Farmers’ Market offers fresh grocery alternative
DESTREHAN – With food items like meat and dairy in low supply at traditional grocery stores, patrons and vendors alike are thankful for the continued operation of the twice-weekly German Coast Farmer’s Market in St. Charles Parish.
The unique market is a local source of artisan bread, farm-grown produce, natural dairy products, mouth-watering meat, seafood straight off the boat, homemade honey and so much more.
Organizer Ann Montgomery said the market has taken special considerations to keep the community safe from COVID-19 spread while providing an essential service.
The German Coast Farmers’ Market is open from 1 to 5 p.m. on Wednesdays in the Winnwood Shopping Center parking lot at 1313 Paul Maillard Road in Luling. This location accepts SNAP benefits. The German Coast Farmers’ Market is also open from 8 a.m. to noon every Saturday in the Ormond Plantation Parking lot on River Road in Destrehan.
Vendor tents are spaced at least six to eight feet apart to comply with social distancing guidelines. Patrons are encouraged to visit germancoastfarmersmarket.org and click the vendors tab to place orders prior to visiting the market.
“Patrons can go online to get the vendors’ phone numbers to place orders. The vendors will have those orders ready for pick-up,” Montgomery said.
Once at the market, patrons must space themselves six feet apart while waiting in line to pick up orders. All vendors are wearing gloves, and people are not allowed to walk up and touch products on display.

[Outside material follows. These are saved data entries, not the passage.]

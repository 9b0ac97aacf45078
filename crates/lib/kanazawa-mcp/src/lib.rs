//! MCP server implementation for kanazawa-mcp.
//!
//! This crate wires the tool dispatcher into rmcp tool handlers so the
//! municipal lookups are callable from any MCP client.

mod helpers;
mod tools;
pub mod server;

use std::sync::Arc;

use kanazawa_core::tools::ToolDispatcher;
use rmcp::{
    ErrorData,
    ServerHandler,
    handler::server::tool::ToolRouter,
    tool,
    tool_handler,
    tool_router,
};
use rmcp::model::{CallToolResult, Content, ServerCapabilities, ServerInfo};

const SERVER_INSTRUCTIONS: &str = r"kanazawa-mcp answers questions about Kanazawa city services from municipal open data.

Tools:
- `get_garbage_schedule`: garbage types collected for an `area_code` on a `date` (YYYY-MM-DD).
- `search_tourist_spots`: spots whose name or description contains `keyword` (default `limit` 5).
- `get_transportation_info`: stations and stops of a `type` such as `bus_stop` or `train_station`.
- `get_bus_schedule`: departures filtered by hour (`time_range`, HH:MM), `route_name`, and `stop_name` (default `limit` 10).

Notes:
- Every result carries `data_source`: `open_data`, `local_db`, or `static` (built-in sample data).
- Identical calls within five minutes are answered from cache.
- Use `help` for examples. `health` returns `ok`.";

/// MCP server wrapper around the tool dispatcher and tool routers.
#[derive(Clone)]
pub struct KanazawaMcp {
    tool_router: ToolRouter<Self>,
    dispatcher: Arc<ToolDispatcher>,
}

impl KanazawaMcp {
    #[must_use]
    pub fn new(dispatcher: ToolDispatcher) -> Self {
        Self::with_dispatcher(Arc::new(dispatcher))
    }

    /// Creates a new server using a shared dispatcher handle.
    #[must_use]
    pub fn with_dispatcher(dispatcher: Arc<ToolDispatcher>) -> Self {
        let tool_router =
            Self::tool_router_core() + Self::tool_router_lookup() + Self::tool_router_context();
        Self {
            tool_router,
            dispatcher,
        }
    }

    #[must_use]
    pub fn dispatcher(&self) -> &ToolDispatcher {
        &self.dispatcher
    }
}

#[tool_router(router = tool_router_core, vis = "pub")]
impl KanazawaMcp {
    #[tool(description = "Health check. Returns 'ok'.")]
    async fn health(&self) -> Result<CallToolResult, ErrorData> {
        Ok(CallToolResult::success(vec![Content::text("ok")]))
    }
}

#[tool_handler]
impl ServerHandler for KanazawaMcp {
    fn get_info(&self) -> ServerInfo {
        ServerInfo {
            instructions: Some(SERVER_INSTRUCTIONS.to_string()),
            capabilities: ServerCapabilities::builder()
                .enable_tools()
                .build(),
            ..Default::default()
        }
    }
}
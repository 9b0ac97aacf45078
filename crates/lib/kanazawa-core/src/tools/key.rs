//! Deterministic cache keys.
//!
//! Keys are `mcp:<tool>:<params>` where `<params>` is the parameter object
//! rendered with sorted keys, `", "`/`": "` separators, and every character
//! outside printable ASCII escaped as `\uXXXX` (UTF-16, lowercase hex). Keys
//! written by other clients of a shared cache use the same rendering.

use std::io::{self, Write};

use kanazawa_store::schema::CACHE_KEY_PREFIX;
use serde::Serialize;
use serde_json::ser::{CharEscape, Formatter, Serializer};
use serde_json::{Map, Value};

/// Cache key for a call to `tool` with `params`.
#[must_use]
pub fn cache_key(tool: &str, params: &Map<String, Value>) -> String {
    let rendered = canonical_json(&Value::Object(params.clone()));
    format!("{CACHE_KEY_PREFIX}:{tool}:{rendered}")
}

/// Canonical text form of `value`. Equal values always render identically.
#[must_use]
pub fn canonical_json(value: &Value) -> String {
    let mut out = Vec::new();
    let mut serializer = Serializer::with_formatter(&mut out, AsciiSpacedFormatter);
    // Writing a `Value` into a Vec cannot fail.
    if sorted(value).serialize(&mut serializer).is_err() {
        return String::new();
    }
    // The formatter only emits ASCII.
    String::from_utf8(out).unwrap_or_default()
}

/// Copy of `value` with every object's keys in code point order, independent
/// of whether `serde_json` preserves insertion order.
fn sorted(value: &Value) -> Value {
    match value {
        Value::Array(items) => Value::Array(items.iter().map(sorted).collect()),
        Value::Object(map) => {
            let mut entries: Vec<_> = map.iter().collect();
            entries.sort_unstable_by(|(left, _), (right, _)| left.cmp(right));
            Value::Object(
                entries
                    .into_iter()
                    .map(|(key, value)| (key.clone(), sorted(value)))
                    .collect(),
            )
        }
        other => other.clone(),
    }
}

/// `", "` and `": "` separators, non-ASCII and DEL escaped as `\uXXXX`.
struct AsciiSpacedFormatter;

impl Formatter for AsciiSpacedFormatter {
    fn begin_array_value<W>(&mut self, writer: &mut W, first: bool) -> io::Result<()>
    where
        W: ?Sized + Write,
    {
        if first { Ok(()) } else { writer.write_all(b", ") }
    }

    fn begin_object_key<W>(&mut self, writer: &mut W, first: bool) -> io::Result<()>
    where
        W: ?Sized + Write,
    {
        if first { Ok(()) } else { writer.write_all(b", ") }
    }

    fn begin_object_value<W>(&mut self, writer: &mut W) -> io::Result<()>
    where
        W: ?Sized + Write,
    {
        writer.write_all(b": ")
    }

    fn write_string_fragment<W>(&mut self, writer: &mut W, fragment: &str) -> io::Result<()>
    where
        W: ?Sized + Write,
    {
        for ch in fragment.chars() {
            if (' '..='~').contains(&ch) {
                let mut buf = [0_u8; 1];
                writer.write_all(ch.encode_utf8(&mut buf).as_bytes())?;
            } else {
                let mut units = [0_u16; 2];
                for unit in ch.encode_utf16(&mut units) {
                    write!(writer, "\\u{unit:04x}")?;
                }
            }
        }
        Ok(())
    }

    fn write_char_escape<W>(&mut self, writer: &mut W, escape: CharEscape) -> io::Result<()>
    where
        W: ?Sized + Write,
    {
        match escape {
            CharEscape::Quote => writer.write_all(b"\\\""),
            CharEscape::ReverseSolidus => writer.write_all(b"\\\\"),
            CharEscape::Solidus => writer.write_all(b"/"),
            CharEscape::Backspace => writer.write_all(b"\\b"),
            CharEscape::FormFeed => writer.write_all(b"\\f"),
            CharEscape::LineFeed => writer.write_all(b"\\n"),
            CharEscape::CarriageReturn => writer.write_all(b"\\r"),
            CharEscape::Tab => writer.write_all(b"\\t"),
            CharEscape::AsciiControl(byte) => write!(writer, "\\u{byte:04x}"),
        }
    }
}
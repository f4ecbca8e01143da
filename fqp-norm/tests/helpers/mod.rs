//! Test Helper Utilities
//!
//! Shared fixtures for the fqp-norm integration tests: a temporary
//! database, parsed-document fixtures, a small taxonomy and a scripted
//! oracle that counts its calls.

#![allow(dead_code)]

use async_trait::async_trait;
use serde_json::{json, Value};
use sqlx::SqlitePool;
use std::collections::{HashMap, VecDeque};
use std::sync::atomic::{AtomicUsize, Ordering};
use std::sync::{Arc, Mutex};
use std::time::Duration;
use tempfile::TempDir;

use fqp_norm::db::label_cache;
use fqp_norm::models::{MappingStatus, UnitAnalysis};
use fqp_norm::services::oracle_client::{
    LabelDiscoveryRequest, LabelSuggestions, UnitDiscoveryRequest,
};
use fqp_norm::services::{
    Oracle, OracleError, PipelineContext, Playbook, PlaybookRegistry, StatementClassifier,
};
use fqp_norm::utils::BackoffPolicy;

pub const TICKER: &str = "HDFCBANK";
pub const DOMAIN: &str = "banking";
pub const LOCK_WAIT_MS: u64 = 2000;

/// Create temporary test database with the pipeline schema
///
/// Returns (TempDir, SqlitePool) - TempDir must be kept alive for duration of test
pub async fn create_test_db() -> (TempDir, SqlitePool) {
    let temp_dir = TempDir::new().expect("create temp dir");
    let db_path = temp_dir.path().join("test_fqp.db");
    let pool = fqp_common::db::init_database(&db_path)
        .await
        .expect("init test database");
    (temp_dir, pool)
}

pub async fn insert_company(pool: &SqlitePool, ticker: &str, domain_category: Option<&str>) {
    sqlx::query(
        "INSERT INTO company_master (ticker, company_name, domain_category) VALUES (?, ?, ?)",
    )
    .bind(ticker)
    .bind(format!("{} Ltd", ticker))
    .bind(domain_category)
    .execute(pool)
    .await
    .expect("insert company");
}

pub async fn insert_document(pool: &SqlitePool, doc_id: i64, ticker: &str, content: &Value) {
    sqlx::query(
        r#"
        INSERT INTO parsed_documents (doc_id, ticker, fiscal_year, quarter, parse_status, content)
        VALUES (?, ?, 2024, 1, 'PARSED_OK', ?)
        "#,
    )
    .bind(doc_id)
    .bind(ticker)
    .bind(content.to_string())
    .execute(pool)
    .await
    .expect("insert parsed document");
}

/// One standalone P&L block with the given `(label, value)` figures
pub fn pnl_content(figures: &[(&str, f64)]) -> Value {
    let figures: Vec<Value> = figures
        .iter()
        .map(|(label, value)| json!({ "label": label, "value": value }))
        .collect();
    json!({
        "statements_found": [
            { "statement_name": "Standalone Financial Results", "mapping": "standalone_pnl" }
        ],
        "statements": [
            {
                "statement_type": "Standalone Financial Results",
                "currency": "in lacs",
                "figures": figures
            }
        ]
    })
}

/// The figures every "complete" fixture document carries
pub fn bank_figures() -> Vec<(&'static str, f64)> {
    vec![
        ("Interest Earned", 1000.0),
        ("Net Profit", 120.0),
        ("Capital Adequacy Ratio (%)", 16.5),
    ]
}

pub const TEST_PLAYBOOK: &str = r#"
statement: pnl
nodes:
  - id: income
    children:
      - id: interest_earned
  - id: net_profit
  - id: capital_adequacy_ratio
  - id: earnings_per_share_diluted
    extractable: false
---
statement: balance_sheet
nodes:
  - id: total_assets
"#;

pub fn test_registry() -> Arc<PlaybookRegistry> {
    let mut registry = PlaybookRegistry::default();
    registry.insert(Playbook::from_yaml_str(DOMAIN, TEST_PLAYBOOK).expect("parse test playbook"));
    registry.add_alias("banks", DOMAIN);
    Arc::new(registry)
}

pub fn fast_backoff() -> BackoffPolicy {
    BackoffPolicy {
        max_attempts: 3,
        initial_delay: Duration::from_millis(1),
        max_delay: Duration::from_millis(5),
    }
}

pub fn test_context(pool: &SqlitePool, oracle: Option<Arc<ScriptedOracle>>) -> PipelineContext {
    let ctx = PipelineContext::new(pool.clone(), LOCK_WAIT_MS).with_backoff(fast_backoff());
    match oracle {
        Some(oracle) => ctx.with_oracle(oracle),
        None => ctx,
    }
}

/// Stage every parsed document and classify its statements
pub async fn stage_and_classify(pool: &SqlitePool) {
    let classifier = StatementClassifier::new(pool.clone(), LOCK_WAIT_MS);
    classifier.stage_new_documents().await.expect("stage documents");
    for doc_id in classifier.pending_documents().await.expect("pending statements") {
        classifier
            .normalize_document(doc_id)
            .await
            .expect("classify statements");
    }
}

/// Approve every label still awaiting review, keeping the suggested ids
pub async fn approve_pending_labels(pool: &SqlitePool) -> usize {
    let pending = label_cache::list(pool, Some(MappingStatus::PendingReview), 1000)
        .await
        .expect("list pending labels");
    for mapping in &pending {
        label_cache::approve(pool, &mapping.raw_label, &mapping.domain_category, None, "tester")
            .await
            .expect("approve label");
    }
    pending.len()
}

pub fn figure(label: &str, value: f64, representation: &str, confidence: &str) -> Value {
    let currency = (representation == "currency").then_some("lacs");
    json!({
        "label": label,
        "value": value,
        "representation": representation,
        "currency_context": currency,
        "confidence": confidence
    })
}

pub fn unit_analysis(statement_type: &str, figures: Vec<Value>, requires_review: bool) -> UnitAnalysis {
    serde_json::from_value(json!({
        "filing_analysis": {
            "requires_human_review": requires_review,
            "overall_confidence": if requires_review { "low" } else { "high" },
            "currency_contexts_found": ["lacs"]
        },
        "statement_analyses": [
            {
                "statement_type": statement_type,
                "statement_currency": "in lacs",
                "figures": figures
            }
        ]
    }))
    .expect("valid unit analysis")
}

/// High-confidence analysis matching `bank_figures`
pub fn confident_bank_analysis() -> UnitAnalysis {
    unit_analysis(
        "standalone_pnl",
        vec![
            figure("Interest Earned", 1000.0, "currency", "high"),
            figure("Net Profit", 120.0, "currency", "high"),
            figure("Capital Adequacy Ratio (%)", 16.5, "percentage", "high"),
        ],
        false,
    )
}

/// Suggested canonical ids for the fixture labels
pub fn bank_label_answers() -> Vec<(&'static str, Option<&'static str>)> {
    vec![
        ("Interest Earned", Some("interest_earned")),
        ("Net Profit", Some("net_profit")),
        ("Capital Adequacy Ratio (%)", Some("capital_adequacy_ratio")),
    ]
}

/// Oracle double with scripted answers and call counters
///
/// Unit calls pop scripted results in order; an empty script is a
/// transport error. Label calls first pop scripted errors, then answer
/// each requested label from the answer table, omitting unknown labels.
#[derive(Default)]
pub struct ScriptedOracle {
    unit_script: Mutex<VecDeque<Result<UnitAnalysis, OracleError>>>,
    label_errors: Mutex<VecDeque<OracleError>>,
    label_answers: Mutex<HashMap<String, Option<String>>>,
    label_requests: Mutex<Vec<LabelDiscoveryRequest>>,
    unit_calls: AtomicUsize,
    label_calls: AtomicUsize,
}

impl ScriptedOracle {
    pub fn new() -> Arc<Self> {
        Arc::new(Self::default())
    }

    pub fn push_units(&self, result: Result<UnitAnalysis, OracleError>) {
        self.unit_script.lock().unwrap().push_back(result);
    }

    pub fn push_label_error(&self, error: OracleError) {
        self.label_errors.lock().unwrap().push_back(error);
    }

    pub fn answer(&self, raw_label: &str, canonical_id: Option<&str>) {
        self.label_answers
            .lock()
            .unwrap()
            .insert(raw_label.to_string(), canonical_id.map(str::to_string));
    }

    pub fn answer_all(&self, answers: &[(&str, Option<&str>)]) {
        for (raw_label, id) in answers {
            self.answer(raw_label, *id);
        }
    }

    pub fn forget(&self, raw_label: &str) {
        self.label_answers.lock().unwrap().remove(raw_label);
    }

    pub fn unit_calls(&self) -> usize {
        self.unit_calls.load(Ordering::SeqCst)
    }

    pub fn label_calls(&self) -> usize {
        self.label_calls.load(Ordering::SeqCst)
    }

    /// Every raw label sent so far, in request order
    pub fn requested_labels(&self) -> Vec<String> {
        self.label_requests
            .lock()
            .unwrap()
            .iter()
            .flat_map(|r| r.raw_labels.iter().cloned())
            .collect()
    }

    pub fn label_requests(&self) -> Vec<LabelDiscoveryRequest> {
        self.label_requests.lock().unwrap().clone()
    }
}

#[async_trait]
impl Oracle for ScriptedOracle {
    async fn classify_units(
        &self,
        _request: &UnitDiscoveryRequest,
    ) -> Result<UnitAnalysis, OracleError> {
        self.unit_calls.fetch_add(1, Ordering::SeqCst);
        self.unit_script
            .lock()
            .unwrap()
            .pop_front()
            .unwrap_or_else(|| Err(OracleError::Transport("no scripted response".to_string())))
    }

    async fn map_labels(
        &self,
        request: &LabelDiscoveryRequest,
    ) -> Result<LabelSuggestions, OracleError> {
        self.label_calls.fetch_add(1, Ordering::SeqCst);
        self.label_requests.lock().unwrap().push(request.clone());

        if let Some(error) = self.label_errors.lock().unwrap().pop_front() {
            return Err(error);
        }

        let answers = self.label_answers.lock().unwrap();
        Ok(request
            .raw_labels
            .iter()
            .filter_map(|label| answers.get(label).map(|id| (label.clone(), id.clone())))
            .collect())
    }
}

There were 14 vendors at Ormond Plantation last Saturday and 11 vendors the week before. Vendor information is available at germancoastfarmersmarket.org prior to the market days, though this list may be subject to change.
Only food vendors are attending the farmers’ market currently to provide an essential service. Craft vendors and entertainment will come back after the COVID-19 threat passes and life returns to normal.
“I think customers are appreciative that we’re there because some of these things aren’t available in the stores,” Montgomery said. “We are very conscious of the situation. The vendors who are here want to be here.”
One of those Saturday morning vendors is Robert Cox with Cox’s Meat Market in Reserve. He is continuing to sell red meats, tasso, smoked sausages, Andouille and smoked chicken at the farmers’ market and from his storefront at 1162 Highway 44 (River Road) in Reserve.
Cox’s Meat Market provides a great alternative to grocery store shopping as deli sections sell out from increased demand. The store has been a staple of the River Parishes for more than 87 years, and customers continue to frequent the location for unmatched quality and service. It’s one of the few places that still procures and prepares free-range, grass-fed beef and chicken rather than purchasing pre-butchered packages.
Driskell’s Original BBQ is another popular meat vendor with a menu including but not limited to brisket tacos, burnt end kabobs, baked beans, German-style potato salad and pulled pork sandwiches.
Another frequent vendor is “Bees Are My Business.” Jannett Cancella specializes in honey, honey butter, pickled items, fruit, vegetables, eggs, baked goods and more.
Montgomery said the New Orleans-made artisan bread from Fleur Dough Lis Bakery is a popular choice. Pastalaya, jambalaya, hot tamales, French pastries, kettle corn, butter, cheeses and a wide variety of vegetables from experienced farmers are also available at the market.
Arthur Joachim with Jefferson Food Shack usually arrives around 9 a.m., one hour after the Saturday market starts, because his fresh shrimp, fish and oysters are literally coming right off the boat.
“First and foremost, it’s convenience shopping for healthy foods,” Montgomery said. “It’s a great place to socialize under typical conditions, just not right now. When we have entertainment out there, people like to sit at tables, eat their pasta for breakfast and listen to the music. We hope to get back to that soon.”
The German Coast Farmers’ Market has been in operation since 2003. It was started by the German Coast Community Heritage Group to celebrate a living tradition passed down within the community. The German Coast, encompassing St. Charles, St. John the Baptist and St. James parishes, is one of the oldest settlements in Louisiana, and some of the descendants of those settlers continue to farm and feed the community to this day.